Abstract:Domain Adaptation (DA) has recently raised strong interests in the medical imaging community. While a large variety of DA techniques has been proposed for image segmentation, most of these techniques have been validated either on private datasets or on small publicly available datasets. Moreover, these datasets mostly addressed single-class problems. To tackle these limitations, the Cross-Modality Domain Adaptation (crossMoDA) challenge was organised in conjunction with the 24th International Conference on Medical Image Computing and Computer Assisted Intervention (MICCAI 2021).

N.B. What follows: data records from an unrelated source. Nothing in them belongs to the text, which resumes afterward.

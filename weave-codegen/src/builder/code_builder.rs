//! Code builder utility for generating properly indented code.

use super::{CodeFragment, Indent, Renderable};

/// Builder for properly indented code.
///
/// Renderers walk a structure and push lines through `&mut self`, or hand
/// over [`Renderable`] nodes with [`CodeBuilder::emit`].
///
/// # Example
///
/// ```
/// use weave_codegen::builder::CodeBuilder;
///
/// let mut builder = CodeBuilder::xml();
/// builder
///     .push_line("<config>")
///     .push_indent()
///     .push_line("<module name=\"Vendor_Name\"/>")
///     .push_dedent()
///     .push_line("</config>");
///
/// assert_eq!(
///     builder.build(),
///     "<config>\n    <module name=\"Vendor_Name\"/>\n</config>\n"
/// );
/// ```
#[derive(Debug, Clone)]
pub struct CodeBuilder {
    indent_level: usize,
    indent: Indent,
    buffer: String,
}

impl CodeBuilder {
    /// Create a new CodeBuilder with the specified indentation.
    pub fn new(indent: Indent) -> Self {
        Self {
            indent_level: 0,
            indent,
            buffer: String::new(),
        }
    }

    /// Create a new CodeBuilder with 4-space indentation (PHP).
    pub fn php() -> Self {
        Self::new(Indent::PHP)
    }

    /// Create a new CodeBuilder with 4-space indentation (XML).
    pub fn xml() -> Self {
        Self::new(Indent::XML)
    }

    /// Add a line of code with current indentation.
    ///
    /// An empty line gets no indentation, so output never carries trailing
    /// whitespace.
    pub fn push_line(&mut self, s: &str) -> &mut Self {
        if !s.is_empty() {
            self.write_indent();
            self.buffer.push_str(s);
        }
        self.buffer.push('\n');
        self
    }

    /// Add every line of a multi-line string at the current indentation.
    pub fn push_lines(&mut self, s: &str) -> &mut Self {
        for line in s.lines() {
            self.push_line(line);
        }
        self
    }

    /// Add a blank line.
    pub fn push_blank(&mut self) -> &mut Self {
        self.buffer.push('\n');
        self
    }

    /// Increase indentation level.
    pub fn push_indent(&mut self) -> &mut Self {
        self.indent_level += 1;
        self
    }

    /// Decrease indentation level.
    pub fn push_dedent(&mut self) -> &mut Self {
        self.indent_level = self.indent_level.saturating_sub(1);
        self
    }

    /// Add a `/** ... */` doc block, one ` * ` line per entry.
    pub fn push_doc_block(&mut self, lines: &[String]) -> &mut Self {
        self.push_line("/**");
        for line in lines {
            if line.is_empty() {
                self.push_line(" *");
            } else {
                self.push_line(&format!(" * {line}"));
            }
        }
        self.push_line(" */")
    }

    /// Emit a Renderable node.
    pub fn emit(&mut self, node: &impl Renderable) -> &mut Self {
        for fragment in node.to_fragments() {
            self.apply_fragment(fragment);
        }
        self
    }

    /// Apply a single code fragment.
    pub fn apply_fragment(&mut self, fragment: CodeFragment) {
        match fragment {
            CodeFragment::Line(s) => {
                self.push_line(&s);
            }
            CodeFragment::Blank => {
                self.push_blank();
            }
            CodeFragment::Block {
                header,
                body,
                close,
            } => {
                self.push_line(&header);
                self.push_indent();
                for f in body {
                    self.apply_fragment(f);
                }
                self.push_dedent();
                if let Some(c) = close {
                    self.push_line(&c);
                }
            }
            CodeFragment::Indent(fragments) => {
                self.push_indent();
                for f in fragments {
                    self.apply_fragment(f);
                }
                self.push_dedent();
            }
            CodeFragment::DocBlock(lines) => {
                self.push_doc_block(&lines);
            }
        }
    }

    /// Consume the builder and return the generated code.
    pub fn build(self) -> String {
        self.buffer
    }

    fn write_indent(&mut self) {
        for _ in 0..self.indent_level {
            self.buffer.push_str(self.indent.as_str());
        }
    }
}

CrossMoDA is the first large and multi-class benchmark for unsupervised cross-modality DA. The challenge's goal is to segment two key brain structures involved in the follow-up and treatment planning of vestibular schwannoma (VS): the VS and the cochleas. Currently, the diagnosis and surveillance in patients with VS are performed using contrast-enhanced T1 (ceT1) MRI. However, there is growing interest in using non-contrast sequences such as high-resolution T2 (hrT2) MRI. Therefore, we created an unsupervised cross-modality segmentation benchmark. The training set provides annotated ceT1 (N=105) and unpaired non-annotated hrT2 (N=105). The aim was to automatically perform unilateral VS and bilateral cochlea segmentation on hrT2 as provided in the testing set (N=137). A total of 16 teams submitted their algorithm for the evaluation phase. The level of performance reached by the top-performing teams is strikingly high (best median Dice - VS:88.4%; Cochleas:85.7%) and close to full supervision (median Dice - VS:92.5%; Cochleas:87.7%). All top-performing methods made use of an image-to-image translation approach to transform the source-domain images into pseudo-target-domain images. A segmentation network was then trained using these generated images and the manual annotations provided for the source image.